Nasce a Pesaro un progetto europeo per la sicurezza stradale – L’Ue ha finanziato il “C95 Challenge Project”

00sicurezzastradalePESARO – La CNA di Pesaro e Urbino sarà capofila del C95 Challenge Project, un Progetto europeo che

mira alla formazione continua dei driver di mezzi pesanti.

Il progetto rende l’attuale formazione per autisti di Tir e autoarticolati e pullman (ora obbligatoria con

dei corsi quinquennali di 35 ore in aula), attraverso nuove tecnologie ed in particolare con applicazioni

scaricabili anche sugli smartphone.

Per la costruzione della piattaforma informatica formativa (che riguarderà in particolare la sicurezza stradale,

le tecniche di carico e scarico, il pronto soccorso, etc.) si sono dati convegno a Pesaro, nella sede pesarese

della CNA (che per l’Italia è anche la capofila), partner provenienti da Austria, Spagna, Svizzera e Polonia.

L’applicazione del C95 Challenge Project comprenderà anche un simulatore di guida e giochi interattivi che

serviranno a migliorare in maniera creativa l’apprendimento sulle normative relative alla sicurezza.

Il progetto presentato dalla CNA di Pesaro e Urbino in collaborazione con la società Training 2000, ha

ottenuto il finanziamento dall’Unione Europea e rientra tra i 24 progetti Erasmus Plus approvati dalla Ue.

In questi giorni i massimi esperti europei del settore metteranno a punto a Pesaro l’avvio del progetto per la

creazione degli applicativi. A beneficiarne saranno in futuro gli autisti di camion e pullman di tutta Europa.

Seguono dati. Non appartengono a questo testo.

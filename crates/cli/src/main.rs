// Copyright 2025 Ollamometer Contributors
// SPDX-License-Identifier: Apache-2.0

//! Ollamometer CLI entry point.

use colored::Colorize;

#[tokio::main]
async fn main() {
    if let Err(e) = ollamometer_cli::run().await {
        eprintln!("{} {:#}", "Error:".red().bold(), e);
        std::process::exit(1);
    }
}
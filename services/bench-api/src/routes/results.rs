// Copyright 2025 Ollamometer Contributors
// SPDX-License-Identifier: Apache-2.0

use axum::{extract::State, routing::get, Json, Router};
use ollamometer_benchmarks::BenchmarkReport;
use std::sync::Arc;

use crate::error::ApiError;
use crate::state::AppState;

pub fn routes() -> Router<Arc<AppState>> {
    Router::new().route("/api/results", get(get_results))
}

async fn get_results(State(state): State<Arc<AppState>>) -> Result<Json<BenchmarkReport>, ApiError> {
    let results = state
        .runner
        .latest_results()
        .ok_or_else(|| ApiError::not_found("NO_RESULTS", "No benchmark has been run yet"))?;

    if results.is_empty() {
        return Err(ApiError::not_found("NO_RESULTS", "No results available"));
    }

    Ok(Json(BenchmarkReport::new(
        state.config.system_info.clone(),
        &results,
    )))
}
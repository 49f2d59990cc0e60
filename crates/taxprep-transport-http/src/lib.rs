//! HTTP/JSON transport for the taxprep API.
//! Serves license, certificate and badge routes behind a bearer-token gate.

pub mod auth;
mod error;
mod handlers;
pub mod router;
pub mod server;

pub use auth::{check_bearer, AuthDecision};
pub use error::{ApiError, HttpTransportError};
pub use router::{build_router, AppState};
pub use server::HttpServer;
//! `taxprep serve` command.
//!
//! Starts the HTTP API using the merged configuration, with optional
//! command-line overrides for the listener.

use std::net::IpAddr;

use clap::Args;

use taxprep_config::TaxprepConfig;
use taxprep_transport_http::{AppState, HttpServer};

/// Start the HTTP API server.
#[derive(Debug, Args)]
pub struct ServeArgs {
    /// Interface to bind (overrides `server.host`).
    #[arg(long)]
    pub host: Option<IpAddr>,
    /// TCP port to listen on (overrides `server.port`).
    #[arg(long)]
    pub port: Option<u16>,
    /// Route prefix such as "/api" (overrides `server.api_prefix`).
    #[arg(long)]
    pub api_prefix: Option<String>,
}

impl ServeArgs {
    /// Applies command-line overrides on top of the loaded configuration.
    fn apply(&self, config: &mut TaxprepConfig) {
        if let Some(host) = self.host {
            config.server.host = host;
        }
        if let Some(port) = self.port {
            config.server.port = port;
        }
        if let Some(prefix) = &self.api_prefix {
            config.server.api_prefix = prefix.clone();
        }
    }
}

/// Executes the serve command.
pub async fn execute(args: &ServeArgs, mut config: TaxprepConfig) -> anyhow::Result<()> {
    args.apply(&mut config);
    taxprep_config::validate(&config)?;

    let state = AppState::new(
        config.licensing.valid_license_id.as_str(),
        config.server.api_prefix.as_str(),
    );
    let server = HttpServer::new(config.server.addr(), state);

    server
        .run_until(shutdown_signal())
        .await
        .map_err(|e| anyhow::anyhow!("server error: {e}"))?;

    Ok(())
}

/// Resolves on ctrl-c; in-flight requests are drained afterwards.
async fn shutdown_signal() {
    if let Err(e) = tokio::signal::ctrl_c().await {
        tracing::warn!(error = %e, "cannot listen for ctrl-c");
        std::future::pending::<()>().await;
    }
    tracing::info!("shutdown signal received");
}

E’ soddisfatto Moreno Bordoni, segretario della CNA di Pesaro e Urbino. “Siamo orgogliosi che il nostro

progetto sia stato tra i pochissimi selezionati dall’Agenzia Nazionale di Formazione. Grazie a questa

intuizione, l’Europa ha inteso finanziarie un progetto innovativo rivolto a chi lavora sulla strada ed ha a che

fare ogni giorno con la sicurezza e le regole relativa al trasporto di cose e persone. Non sarà più necessario

frequentare dispendiosi corsi di aggiornamento ma basterà semplicemente scaricare una app sul proprio

telefonino e seguire anche dalla cabina del proprio Tir, durante le soste, la necessaria formazione”.

La CNA attraverso questo progetto pilota, che si completerà nel 2016, punta alla realizzazione di ulteriori

sviluppi in campo formativo anche in altri settori imprenditoriali.